A reading journey with many, many turnouts

I was recently invited to promote one of my books on a website, specifically World of Ash, my dear, dear little apocalyptic baby. In the promo they wanted me to share some books I recommend for readers to enjoy that would be shelved next to WOA. Great concept, I love promoting other books, especially if it helps readers understand my books so they know if mine is one they would enjoy,

There was just one problem: I haven’t read any Dystopian, Apocalyptic, or Post-Apocalyptic books in ages.

I realized any books I would be recommending would be 5 to even 10 years old. That really had me hung up for awhile. One, would people want to hear about books that weren’t the hot new thing? And two, when had I stopped reading these genres?

Of course there’s nothing wrong with reading older books. And considering most of the books we read in our formative years are decades, if not centuries old, 5-10 years old is nothing. So I did write my post and I focused on some of the books I read around the time I got the inspiration for WOA, explaining why each of these books spoke to me.

But it got me thinking about how I’ll become obsessed with one particular genre and I’ll consume multiple titles over the course of months or years all shelved in the same places and then, just suddenly, poof! No more.

In high school I read a lot of sword and sorcery. A lot of Mercedes Lackey and her contemporaries. Her Elemental Masters would greatly influence my first series, The Elemental Series. Nothing at all like her books, being modern day and teenagers, but still, influenced. I also read my way through most of Anne Rice’s catalogue, gotta love me some vampires and witches!

In college I found a taste for some contemporary romance, probably because they were a good, easy escape from all of my college texts.

After college I found my way back to vampires and witches, discovering paranormal romance and devoured all of the Laurell K Hamiliton books, Keri Arthur, Jeaniene Frost, Patricia Briggs, and Kim Harrison. I mean. I could have opened a tiny used bookstore with just their books alone.

Then, as my bookshelves sagged under the weight of their lengthy series, I found YA. And yes, it was Twilight. You can hate, that’s okay. I had a very bad flu over the course of two weeks and I needed something I could escape into, that didn’t ask me to think too hard to follow complicated plots, and was long enough to fill the time. My dear husband went back to the store for each books as I finished them. And, thanks to Twilight, I realized I wanted to read more fantasy YA. And thank goodness I did because that would lead to my writing career.

Laini Taylor, Leigh Bardugo, Lauren DeStefano, Veronica Roth took me through beautiful fantasy realms, new magic systems, and wonderfully flawed but strong female leads. From there I wandered into Steampunk and with grabby hands added Kady Cross’s beautiful covers to my bookshelves.

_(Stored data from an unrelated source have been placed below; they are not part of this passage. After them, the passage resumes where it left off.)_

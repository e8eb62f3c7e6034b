use crate::fiat_shamir::{challenge_scalar, Sha256Transcript};
use crate::poly_commit::{
    errors::PolyComSchemeError, field_polynomial::FpPolynomial, transcript::PolyComTranscript,
};
use ark_std::{end_timer, start_timer};
use bnplonk_algebra::{
    bn254::{BN254PairingEngine, BN254Scalar, BN254G1},
    prelude::*,
};
use merlin::Transcript;
use serde::{Deserialize, Serialize};

type Result<T> = core::result::Result<T, PolyComSchemeError>;

/// The name of the only challenge of the folding transcript.
const FOLD_CHALLENGE: &str = "gamma";

/// KZG opening proof of one polynomial at one point.
#[derive(Debug, Clone, PartialEq, Eq, Serialize, Deserialize)]
#[serde(bound = "")]
pub struct KZGOpenProof<G: Group> {
    /// Commitment to the quotient `(f(X) - f(z)) / (X - z)`.
    pub h: G,
    /// The claimed evaluation `f(z)`.
    pub claimed_value: G::ScalarType,
}

/// KZG opening proof of several polynomials at the same point.
#[derive(Debug, Clone, PartialEq, Eq, Serialize, Deserialize)]
#[serde(bound = "")]
pub struct KZGBatchOpeningProof<G: Group> {
    /// Commitment to the quotient of the folded polynomial.
    pub h: G,
    /// The claimed evaluations, one per polynomial.
    pub claimed_values: Vec<G::ScalarType>,
}

/// KZG commitment scheme about `PairingEngine`.
#[derive(Debug, Clone, PartialEq, Eq, Serialize, Deserialize)]
pub struct KZGCommitmentScheme<P: Pairing> {
    /// public parameter about G1.
    pub public_parameter_group_1: Vec<P::G1>,
    /// public parameter about G2.
    pub public_parameter_group_2: Vec<P::G2>,
}

impl<P: Pairing> KZGCommitmentScheme<P> {
    /// Create a new instance of a KZG polynomial commitment scheme.
    /// `max_degree` - max degree of the polynomial,
    /// `prng` - pseudo-random generator.
    ///
    /// The trapdoor is sampled from `prng` and dropped, which is only fit for tests.
    pub fn new<R: CryptoRng + RngCore>(max_degree: usize, prng: &mut R) -> KZGCommitmentScheme<P> {
        let s = P::ScalarField::random(prng);

        let mut public_parameter_group_1: Vec<P::G1> = Vec::with_capacity(max_degree + 1);

        let mut elem_g1 = P::G1::get_base();

        for _ in 0..=max_degree {
            public_parameter_group_1.push(elem_g1);
            elem_g1 = elem_g1.mul(&s);
        }

        let elem_g2 = P::G2::get_base();
        let public_parameter_group_2 = vec![elem_g2, elem_g2.mul(&s)];

        KZGCommitmentScheme {
            public_parameter_group_1,
            public_parameter_group_2,
        }
    }

    /// Return the maximal degree of a committed polynomial.
    pub fn max_degree(&self) -> usize {
        self.public_parameter_group_1.len().saturating_sub(1)
    }

    /// Return `([1]G1, [1]G2, [τ]G2)`, the part of the parameters the verifier uses.
    fn verifier_params(&self) -> Result<(&P::G1, &P::G2, &P::G2)> {
        match (
            self.public_parameter_group_1.first(),
            self.public_parameter_group_2.get(0),
            self.public_parameter_group_2.get(1),
        ) {
            (Some(g1), Some(g2), Some(tau_g2)) => Ok((g1, g2, tau_g2)),
            _ => Err(PolyComSchemeError::InvalidParameters),
        }
    }

    /// Keep only the parameters the verifier needs.
    pub fn shrink_to_verifier_only(&self) -> Result<Self> {
        let (g1, g2, tau_g2) = self.verifier_params()?;
        Ok(Self {
            public_parameter_group_1: vec![*g1],
            public_parameter_group_2: vec![*g2, *tau_g2],
        })
    }

    /// Commit to a polynomial.
    pub fn commit(&self, polynomial: &FpPolynomial<P::ScalarField>) -> Result<P::G1> {
        let coefs = polynomial.get_coefs_ref();

        if coefs.len() > self.public_parameter_group_1.len() {
            return Err(PolyComSchemeError::DegreeError);
        }

        let coefs_ref: Vec<&P::ScalarField> = coefs.iter().collect();
        let pub_param_group_1_as_ref: Vec<&P::G1> = self.public_parameter_group_1
            [0..coefs.len()]
            .iter()
            .collect();

        Ok(P::G1::multi_exp(&coefs_ref[..], &pub_param_group_1_as_ref[..]))
    }

    /// Open a polynomial at `point`.
    pub fn open(
        &self,
        polynomial: &FpPolynomial<P::ScalarField>,
        point: &P::ScalarField,
    ) -> Result<KZGOpenProof<P::G1>> {
        let claimed_value = polynomial.eval(point);
        let h = self.quotient_commitment(polynomial, point, &claimed_value)?;
        Ok(KZGOpenProof { h, claimed_value })
    }

    /// Commit to `(f(X) - f(x)) / (X - x)`.
    fn quotient_commitment(
        &self,
        polynomial: &FpPolynomial<P::ScalarField>,
        point: &P::ScalarField,
        eval: &P::ScalarField,
    ) -> Result<P::G1> {
        if polynomial.degree() > self.max_degree() {
            return Err(PolyComSchemeError::DegreeError);
        }

        // f(X) - f(x)
        let nominator = polynomial.sub(&FpPolynomial::from_coefs(vec![*eval]));

        // X - x
        let vanishing_poly = FpPolynomial::from_coefs(vec![point.neg(), P::ScalarField::one()]);
        let (q_poly, r_poly) = nominator
            .div_rem(&vanishing_poly)
            .ok_or(PolyComSchemeError::PCSProveEvalError)?;

        if !r_poly.is_zero() {
            return Err(PolyComSchemeError::PCSProveEvalError);
        }

        self.commit(&q_poly)
    }

    /// Verify an opening proof of `digest` at `point`.
    pub fn verify(
        &self,
        digest: &P::G1,
        proof: &KZGOpenProof<P::G1>,
        point: &P::ScalarField,
    ) -> Result<()> {
        let (g1, g2, tau_g2) = self.verifier_params()?;

        // [f(τ) - f(z) + z·H(τ)]G1
        let total = digest.sub(&g1.mul(&proof.claimed_value)).add(&proof.h.mul(point));

        let pairing_eval =
            P::product_of_pairings(&[total, proof.h.neg()], &[*g2, *tau_g2]);

        if pairing_eval == P::Gt::get_identity() {
            Ok(())
        } else {
            Err(PolyComSchemeError::PairingCheckFailed)
        }
    }

    /// Verify openings of several digests at distinct points with a single
    /// product of two pairings, using a random linear combination.
    pub fn batch_verify_multi_points(
        &self,
        digests: &[P::G1],
        proofs: &[KZGOpenProof<P::G1>],
        points: &[P::ScalarField],
    ) -> Result<()> {
        if digests.is_empty() || digests.len() != proofs.len() || digests.len() != points.len()
        {
            return Err(PolyComSchemeError::InvalidParameters);
        }
        if digests.len() == 1 {
            return self.verify(&digests[0], &proofs[0], &points[0]);
        }
        let (g1, g2, tau_g2) = self.verifier_params()?;

        let timer = start_timer!(|| "KZG batch verify multi points");

        // The combination scalar depends on every input.
        let mut transcript = Transcript::new(b"KZG batch verify multi points");
        for ((digest, proof), point) in digests
            .iter()
            .zip_eq(proofs.iter())
            .zip_eq(points.iter())
        {
            transcript.append_commitment(digest);
            transcript.append_commitment(&proof.h);
            transcript.append_field_elem(&proof.claimed_value);
            transcript.append_field_elem(point);
        }
        let r: P::ScalarField = transcript.get_challenge_field_elem(b"random combination");

        let mut combiners = Vec::with_capacity(digests.len());
        let mut cur = P::ScalarField::one();
        for _ in 0..digests.len() {
            combiners.push(cur);
            cur.mul_assign(&r);
        }

        let combiners_ref: Vec<&P::ScalarField> = combiners.iter().collect();
        let digests_ref: Vec<&P::G1> = digests.iter().collect();
        let quotients_ref: Vec<&P::G1> = proofs.iter().map(|p| &p.h).collect();

        let folded_digests = P::G1::multi_exp(&combiners_ref, &digests_ref);
        let folded_quotients = P::G1::multi_exp(&combiners_ref, &quotients_ref);

        let folded_evals: P::ScalarField = combiners
            .iter()
            .zip_eq(proofs.iter())
            .map(|(c, p)| c.mul(&p.claimed_value))
            .sum();

        let combined_points: Vec<P::ScalarField> = combiners
            .iter()
            .zip_eq(points.iter())
            .map(|(c, z)| c.mul(z))
            .collect();
        let combined_points_ref: Vec<&P::ScalarField> = combined_points.iter().collect();
        let folded_points_quotients = P::G1::multi_exp(&combined_points_ref, &quotients_ref);

        // Σ rᵢ·(Dᵢ - [vᵢ]G1 + zᵢ·Hᵢ)
        let lhs = folded_digests
            .sub(&g1.mul(&folded_evals))
            .add(&folded_points_quotients);

        let pairing_eval =
            P::product_of_pairings(&[lhs, folded_quotients.neg()], &[*g2, *tau_g2]);
        end_timer!(timer);

        if pairing_eval == P::Gt::get_identity() {
            Ok(())
        } else {
            Err(PolyComSchemeError::PairingCheckFailed)
        }
    }
}

/// KZG commitment scheme over the BN254 curve
pub type KZGCommitmentSchemeBN254 = KZGCommitmentScheme<BN254PairingEngine>;

impl KZGCommitmentSchemeBN254 {
    /// Open several polynomials at the same point with one quotient commitment.
    /// `digests` are the commitments of `polynomials`, in the same order.
    pub fn batch_open_single_point(
        &self,
        polynomials: &[FpPolynomial<BN254Scalar>],
        digests: &[BN254G1],
        point: &BN254Scalar,
    ) -> Result<KZGBatchOpeningProof<BN254G1>> {
        if polynomials.len() != digests.len() {
            return Err(PolyComSchemeError::InvalidNbDigests);
        }
        if polynomials.is_empty() {
            return Err(PolyComSchemeError::InvalidParameters);
        }

        let claimed_values: Vec<BN254Scalar> = polynomials.iter().map(|p| p.eval(point)).collect();
        let gamma = derive_fold_gamma(point, digests, &claimed_values)?;

        let mut folded_polynomial = FpPolynomial::zero();
        let mut folded_eval = BN254Scalar::zero();
        let mut gamma_i = BN254Scalar::one();
        for (polynomial, value) in polynomials.iter().zip_eq(claimed_values.iter()) {
            folded_polynomial.add_assign(&polynomial.mul_scalar(&gamma_i));
            folded_eval.add_assign(&value.mul(&gamma_i));
            gamma_i.mul_assign(&gamma);
        }

        let h = self.quotient_commitment(&folded_polynomial, point, &folded_eval)?;
        Ok(KZGBatchOpeningProof { h, claimed_values })
    }

    /// Fold a batch opening proof at `point` and its digests into a single
    /// opening proof and digest, using powers of a Fiat-Shamir challenge
    /// bound to the point, the digests and the claimed values.
    pub fn fold_proof(
        digests: &[BN254G1],
        batch_proof: &KZGBatchOpeningProof<BN254G1>,
        point: &BN254Scalar,
    ) -> Result<(KZGOpenProof<BN254G1>, BN254G1)> {
        if digests.len() != batch_proof.claimed_values.len() {
            return Err(PolyComSchemeError::InvalidNbDigests);
        }

        let gamma = derive_fold_gamma(point, digests, &batch_proof.claimed_values)?;

        let mut gamma_i = Vec::with_capacity(digests.len());
        let mut cur = BN254Scalar::one();
        for _ in 0..digests.len() {
            gamma_i.push(cur);
            cur.mul_assign(&gamma);
        }

        let gamma_i_ref: Vec<&BN254Scalar> = gamma_i.iter().collect();
        let digests_ref: Vec<&BN254G1> = digests.iter().collect();
        let folded_digest = BN254G1::multi_exp(&gamma_i_ref, &digests_ref);
        let folded_eval: BN254Scalar = gamma_i
            .iter()
            .zip_eq(batch_proof.claimed_values.iter())
            .map(|(g, v)| g.mul(v))
            .sum();

        Ok((
            KZGOpenProof {
                h: batch_proof.h,
                claimed_value: folded_eval,
            },
            folded_digest,
        ))
    }
}

/// Derive the folding challenge from the point, the digests (compressed) and
/// the claimed values.
fn derive_fold_gamma(
    point: &BN254Scalar,
    digests: &[BN254G1],
    claimed_values: &[BN254Scalar],
) -> Result<BN254Scalar> {
    let mut fs = Sha256Transcript::new(&[FOLD_CHALLENGE]);
    let mut bind = |bytes: &[u8]| {
        fs.bind(FOLD_CHALLENGE, bytes)
            .map_err(|_| PolyComSchemeError::InvalidParameters)
    };
    bind(&point.to_be_bytes())?;
    for digest in digests {
        bind(&digest.to_gnark_compressed_bytes())?;
    }
    for value in claimed_values {
        bind(&value.to_be_bytes())?;
    }
    let bytes = fs
        .compute_challenge(FOLD_CHALLENGE)
        .map_err(|_| PolyComSchemeError::InvalidParameters)?;
    Ok(challenge_scalar(&bytes))
}
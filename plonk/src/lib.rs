//! A verifier for PLONK proofs over BN254 produced by gnark, with KZG
//! polynomial commitments.
#![deny(unused_must_use)]
#![allow(clippy::needless_borrow)]
#![allow(clippy::upper_case_acronyms)]

/// Module for error handling.
pub mod errors;

/// Module for the Fiat-Shamir transcript.
pub mod fiat_shamir;

/// Module for the PLONK verifier.
pub mod plonk;

/// Module for polynomial commitments.
pub mod poly_commit;
use crate::bn254::{BN254Gt, BN254Scalar, BN254G1, BN254G2};
use crate::prelude::*;

/// Helper trait to serialize objects that have a canonical byte encoding.
pub trait CanonicalBytes: Sized {
    /// Convert to the canonical bytes.
    fn to_canonical_bytes(&self) -> Vec<u8>;
    /// Reconstruct from the canonical bytes.
    fn from_canonical_bytes(bytes: &[u8]) -> Result<Self>;
}

/// Implement serde for a type with `CanonicalBytes`: a base64 string for
/// human-readable formats, raw bytes otherwise.
#[macro_export]
macro_rules! serialize_deserialize {
    ($t:ident) => {
        impl serde::Serialize for $t {
            fn serialize<S>(&self, serializer: S) -> core::result::Result<S::Ok, S::Error>
            where
                S: serde::Serializer,
            {
                let bytes = $crate::serialization::CanonicalBytes::to_canonical_bytes(self);
                if serializer.is_human_readable() {
                    serializer.serialize_str(&$crate::utils::b64enc(&bytes))
                } else {
                    serializer.serialize_bytes(&bytes)
                }
            }
        }

        impl<'de> serde::Deserialize<'de> for $t {
            fn deserialize<D>(deserializer: D) -> core::result::Result<Self, D::Error>
            where
                D: serde::Deserializer<'de>,
            {
                let bytes = if deserializer.is_human_readable() {
                    deserializer.deserialize_str($crate::serialization::obj_serde::BytesVisitor)?
                } else {
                    deserializer.deserialize_bytes($crate::serialization::obj_serde::BytesVisitor)?
                };
                <$t as $crate::serialization::CanonicalBytes>::from_canonical_bytes(
                    bytes.as_slice(),
                )
                .map_err(serde::de::Error::custom)
            }
        }
    };
}

impl CanonicalBytes for BN254Scalar {
    fn to_canonical_bytes(&self) -> Vec<u8> {
        self.to_be_bytes()
    }

    fn from_canonical_bytes(bytes: &[u8]) -> Result<Self> {
        Self::from_be_bytes_canonical(bytes)
    }
}

impl CanonicalBytes for BN254G1 {
    fn to_canonical_bytes(&self) -> Vec<u8> {
        self.to_gnark_compressed_bytes().to_vec()
    }

    fn from_canonical_bytes(bytes: &[u8]) -> Result<Self> {
        Self::from_gnark_compressed_bytes(bytes)
    }
}

macro_rules! to_from_bytes_group {
    ($g:ident) => {
        impl CanonicalBytes for $g {
            fn to_canonical_bytes(&self) -> Vec<u8> {
                self.to_compressed_bytes()
            }

            fn from_canonical_bytes(bytes: &[u8]) -> Result<$g> {
                $g::from_compressed_bytes(bytes)
            }
        }
    };
}

to_from_bytes_group!(BN254G2);
to_from_bytes_group!(BN254Gt);

serialize_deserialize!(BN254Scalar);
serialize_deserialize!(BN254G1);
serialize_deserialize!(BN254G2);
serialize_deserialize!(BN254Gt);

/// Serde helpers for objects with `CanonicalBytes`.
pub mod obj_serde {
    use crate::serialization::CanonicalBytes;
    use crate::utils::{b64dec, b64enc};
    use ark_std::vec::Vec;
    use serde::de::{SeqAccess, Visitor};
    use serde::{Deserializer, Serializer};

    /// A visitor that accepts bytes, sequences of bytes and base64 strings.
    pub struct BytesVisitor;

    impl<'de> Visitor<'de> for BytesVisitor {
        type Value = Vec<u8>;

        fn expecting(&self, formatter: &mut ::core::fmt::Formatter) -> core::fmt::Result {
            formatter.write_str("a valid canonical byte encoding")
        }

        fn visit_seq<V>(self, mut seq: V) -> core::result::Result<Vec<u8>, V::Error>
        where
            V: SeqAccess<'de>,
        {
            let mut vec: Vec<u8> = Vec::new();
            while let Some(x) = seq.next_element()? {
                vec.push(x);
            }
            Ok(vec)
        }

        fn visit_bytes<E>(self, v: &[u8]) -> core::result::Result<Vec<u8>, E> {
            Ok(v.to_vec())
        }

        fn visit_str<E>(self, v: &str) -> core::result::Result<Vec<u8>, E>
        where
            E: serde::de::Error,
        {
            b64dec(v).map_err(serde::de::Error::custom)
        }
    }

    /// Serialize an object through its canonical bytes.
    pub fn serialize<S, T>(obj: &T, serializer: S) -> core::result::Result<S::Ok, S::Error>
    where
        S: Serializer,
        T: CanonicalBytes,
    {
        let bytes = obj.to_canonical_bytes();
        if serializer.is_human_readable() {
            serializer.serialize_str(&b64enc(&bytes))
        } else {
            serializer.serialize_bytes(&bytes[..])
        }
    }

    /// Deserialize an object from its canonical bytes.
    pub fn deserialize<'de, D, T>(deserializer: D) -> core::result::Result<T, D::Error>
    where
        D: Deserializer<'de>,
        T: CanonicalBytes,
    {
        let bytes = if deserializer.is_human_readable() {
            deserializer.deserialize_str(BytesVisitor)?
        } else {
            deserializer.deserialize_bytes(BytesVisitor)?
        };
        T::from_canonical_bytes(bytes.as_slice()).map_err(serde::de::Error::custom)
    }
}
pub use crate::borrow::Borrow;
pub use crate::errors::AlgebraError;
pub use crate::fmt::Formatter;
pub use crate::iter::Sum;
pub use crate::marker::PhantomData;
pub use crate::ops::*;
pub use crate::rand::{CryptoRng, Rng, RngCore, SeedableRng};
pub use crate::rand_helper::test_rng;
pub use crate::serialization::*;
pub use crate::traits::{Domain, Group, Pairing, Scalar};
pub use crate::utils::*;
pub use crate::{serialize_deserialize, One, UniformRand, Zero};
pub use ark_std::{string::String, vec, vec::Vec};
pub use itertools::Itertools;

pub(crate) type Result<T> = core::result::Result<T, AlgebraError>;
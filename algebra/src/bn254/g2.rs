use crate::bn254::BN254Scalar;
use crate::prelude::*;
use ark_bn254::{G2Affine, G2Projective};
use ark_ec::{AffineRepr, CurveGroup, Group as ArkGroup, VariableBaseMSM};
use ark_serialize::{CanonicalDeserialize, CanonicalSerialize, Compress, Validate};
use ark_std::{
    fmt::{Debug, Display, Formatter},
    vec::Vec,
};

/// The wrapped struct for `ark_bn254::G2Projective`
#[derive(Copy, Default, Clone, PartialEq, Eq)]
pub struct BN254G2(pub(crate) G2Projective);

impl Debug for BN254G2 {
    fn fmt(&self, f: &mut Formatter<'_>) -> ark_std::fmt::Result {
        <G2Affine as Display>::fmt(&self.0.into_affine(), f)
    }
}

impl Group for BN254G2 {
    type ScalarType = BN254Scalar;
    const COMPRESSED_LEN: usize = 64;
    const UNCOMPRESSED_LEN: usize = 128;

    #[inline]
    fn double(&self) -> Self {
        Self(ArkGroup::double(&self.0))
    }

    #[inline]
    fn get_identity() -> Self {
        Self(G2Projective::zero())
    }

    #[inline]
    fn get_base() -> Self {
        Self(G2Projective::generator())
    }

    #[inline]
    fn random<R: CryptoRng + RngCore>(prng: &mut R) -> Self {
        Self(G2Projective::rand(prng))
    }

    #[inline]
    fn to_compressed_bytes(&self) -> Vec<u8> {
        let affine = G2Affine::from(self.0);
        let mut buf = Vec::new();
        affine.serialize_with_mode(&mut buf, Compress::Yes).unwrap();

        buf
    }

    #[inline]
    fn from_compressed_bytes(bytes: &[u8]) -> Result<Self> {
        let affine = G2Affine::deserialize_with_mode(bytes, Compress::Yes, Validate::Yes)
            .map_err(|_| AlgebraError::DeserializationError)?;

        Ok(Self(affine.into_group()))
    }

    #[inline]
    fn is_identity(&self) -> bool {
        self.0.is_zero()
    }

    #[inline]
    fn multi_exp(scalars: &[&Self::ScalarType], points: &[&Self]) -> Self {
        if scalars.is_empty() || points.is_empty() {
            return Self::get_identity();
        }
        let scalars_raw: Vec<_> = scalars.iter().map(|r| r.0).collect();
        let points_raw = G2Projective::normalize_batch(
            &points.iter().map(|r| r.0).collect::<Vec<G2Projective>>(),
        );

        Self(G2Projective::msm_unchecked(&points_raw, &scalars_raw))
    }
}

impl Neg for BN254G2 {
    type Output = Self;

    fn neg(self) -> Self::Output {
        Self(self.0.neg())
    }
}

impl<'a> Add<&'a BN254G2> for BN254G2 {
    type Output = BN254G2;

    #[inline]
    fn add(self, rhs: &'a Self) -> Self::Output {
        Self(self.0.add(&rhs.0))
    }
}

impl<'a> Sub<&'a BN254G2> for BN254G2 {
    type Output = BN254G2;

    #[inline]
    fn sub(self, rhs: &'a Self) -> Self::Output {
        Self(self.0.sub(&rhs.0))
    }
}

impl<'a> Mul<&'a BN254Scalar> for BN254G2 {
    type Output = BN254G2;

    #[inline]
    fn mul(self, rhs: &'a BN254Scalar) -> Self::Output {
        Self(self.0.mul(&rhs.0))
    }
}

impl<'a> AddAssign<&'a BN254G2> for BN254G2 {
    #[inline]
    fn add_assign(&mut self, rhs: &BN254G2) {
        self.0.add_assign(&rhs.0)
    }
}

impl<'a> SubAssign<&'a BN254G2> for BN254G2 {
    #[inline]
    fn sub_assign(&mut self, rhs: &BN254G2) {
        self.0.sub_assign(&rhs.0)
    }
}

impl<'a> MulAssign<&'a BN254Scalar> for BN254G2 {
    #[inline]
    fn mul_assign(&mut self, rhs: &'a BN254Scalar) {
        self.0.mul_assign(rhs.0)
    }
}
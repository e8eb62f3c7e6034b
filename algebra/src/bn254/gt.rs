use crate::bn254::{BN254PairingEngine, BN254Scalar, BN254G1, BN254G2};
use crate::prelude::*;
use ark_bn254::Fq12;
use ark_ff::{Field, PrimeField};
use ark_serialize::{CanonicalDeserialize, CanonicalSerialize, Compress, Validate};
use ark_std::vec::Vec;

/// The wrapped struct for `ark_bn254::Fq12`, which is the pairing result.
/// The group law is written additively.
#[derive(Copy, Default, Clone, PartialEq, Eq, Debug)]
pub struct BN254Gt(pub(crate) Fq12);

impl Neg for BN254Gt {
    type Output = Self;

    fn neg(self) -> Self::Output {
        let mut v = self.0;
        v.conjugate_in_place();
        Self(v)
    }
}

impl<'a> Add<&'a BN254Gt> for BN254Gt {
    type Output = BN254Gt;

    #[inline]
    fn add(self, rhs: &'a BN254Gt) -> Self::Output {
        Self(self.0.mul(&rhs.0))
    }
}

impl<'a> Sub<&'a BN254Gt> for BN254Gt {
    type Output = BN254Gt;

    #[inline]
    fn sub(self, rhs: &'a BN254Gt) -> Self::Output {
        let mut rhs_inverse = rhs.0;
        rhs_inverse.conjugate_in_place();

        Self(self.0.mul(&rhs_inverse))
    }
}

impl<'a> Mul<&'a BN254Scalar> for BN254Gt {
    type Output = BN254Gt;

    #[inline]
    fn mul(self, rhs: &'a BN254Scalar) -> Self::Output {
        Self(self.0.pow(rhs.0.into_bigint()))
    }
}

impl<'a> MulAssign<&'a BN254Scalar> for BN254Gt {
    #[inline]
    fn mul_assign(&mut self, rhs: &'a BN254Scalar) {
        *self = self.mul(rhs)
    }
}

impl<'a> AddAssign<&'a BN254Gt> for BN254Gt {
    #[inline]
    fn add_assign(&mut self, rhs: &'a BN254Gt) {
        self.0.mul_assign(&rhs.0)
    }
}

impl<'a> SubAssign<&'a BN254Gt> for BN254Gt {
    #[inline]
    fn sub_assign(&mut self, rhs: &'a BN254Gt) {
        let mut rhs_inverse = rhs.0;
        rhs_inverse.conjugate_in_place();

        self.0.mul_assign(&rhs_inverse)
    }
}

impl Group for BN254Gt {
    type ScalarType = BN254Scalar;

    const COMPRESSED_LEN: usize = 384;
    const UNCOMPRESSED_LEN: usize = 384;

    #[inline]
    fn double(&self) -> Self {
        Self(self.0.square())
    }

    #[inline]
    fn get_identity() -> Self {
        Self(Fq12::one())
    }

    #[inline]
    fn get_base() -> Self {
        BN254PairingEngine::pairing(&BN254G1::get_base(), &BN254G2::get_base())
    }

    #[inline]
    fn random<R: CryptoRng + RngCore>(prng: &mut R) -> Self {
        BN254PairingEngine::pairing(&BN254G1::random(prng), &BN254G2::get_base())
    }

    #[inline]
    fn to_compressed_bytes(&self) -> Vec<u8> {
        let mut buf = Vec::new();
        self.0.serialize_with_mode(&mut buf, Compress::Yes).unwrap();

        buf
    }

    #[inline]
    fn from_compressed_bytes(bytes: &[u8]) -> Result<Self> {
        let res = Fq12::deserialize_with_mode(bytes, Compress::Yes, Validate::Yes)
            .map_err(|_| AlgebraError::DeserializationError)?;

        Ok(Self(res))
    }

    #[inline]
    fn multi_exp(scalars: &[&Self::ScalarType], points: &[&Self]) -> Self {
        scalars
            .iter()
            .zip(points.iter())
            .fold(Self::get_identity(), |acc, (s, p)| acc.add(&p.mul(s)))
    }
}
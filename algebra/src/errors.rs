use ark_std::{error, fmt};

#[derive(Debug, Copy, Clone, Eq, PartialEq)]
#[allow(missing_docs)]
pub enum AlgebraError {
    DeserializationError,
    SerializationError,
    ParameterError,
    GroupInversionError,
    PointNotOnCurve,
    HashToFieldLengthError,
}

impl fmt::Display for AlgebraError {
    fn fmt(&self, f: &mut fmt::Formatter<'_>) -> fmt::Result {
        use AlgebraError::*;
        f.write_str(match self {
            DeserializationError => "Could not deserialize object",
            SerializationError => "Could not serialize object",
            ParameterError => "Unexpected parameter for method or function",
            GroupInversionError => "Field element not invertible",
            PointNotOnCurve => "Point is not on the curve or not in the prime-order subgroup",
            HashToFieldLengthError => "Requested hash-to-field output or domain tag is too long",
        })
    }
}

impl error::Error for AlgebraError {}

For a long time I really only read fantasy but eventually I would find a love for cozy murder mysteries, especially Gretchen McNeil and Charlaine Harris (she does more than steamy vampires!).

Then, of course, zombies became all the rage and I found my way into apocalyptic books, which would lead me to Dystopia, which I would find people tended to conflate the two but they are different!

Somewhere in all of that I still read all the Harry Potters, most of Neil Gaiman’s library, and any number of books that are somewhere in my memory now. But I defintetly get hooked on one genre and read it until I am sick of it.

Surprisingly, as much as I love a murder documentary, a paranormal thriller, and a good horror movie (not gore!), I have yet to find a book in that same genre that can captivate me. I think I need the dark room, the ominous music, the silence, for that magic to work and you can’t exactly do that with a book. So I want the fantastical world, the tension of mystery, and the beautiful words for my books.

It’s strange to look back over a reading journey and realize just how vast and varied our tastes run. Maybe that’s why I have three different genres out there in my works. I’ve yet to master sword and sorcery in writing, and I don’t know if I ever plan to, but I am looking forward to seeing what else my reading and writing muses have in store for me.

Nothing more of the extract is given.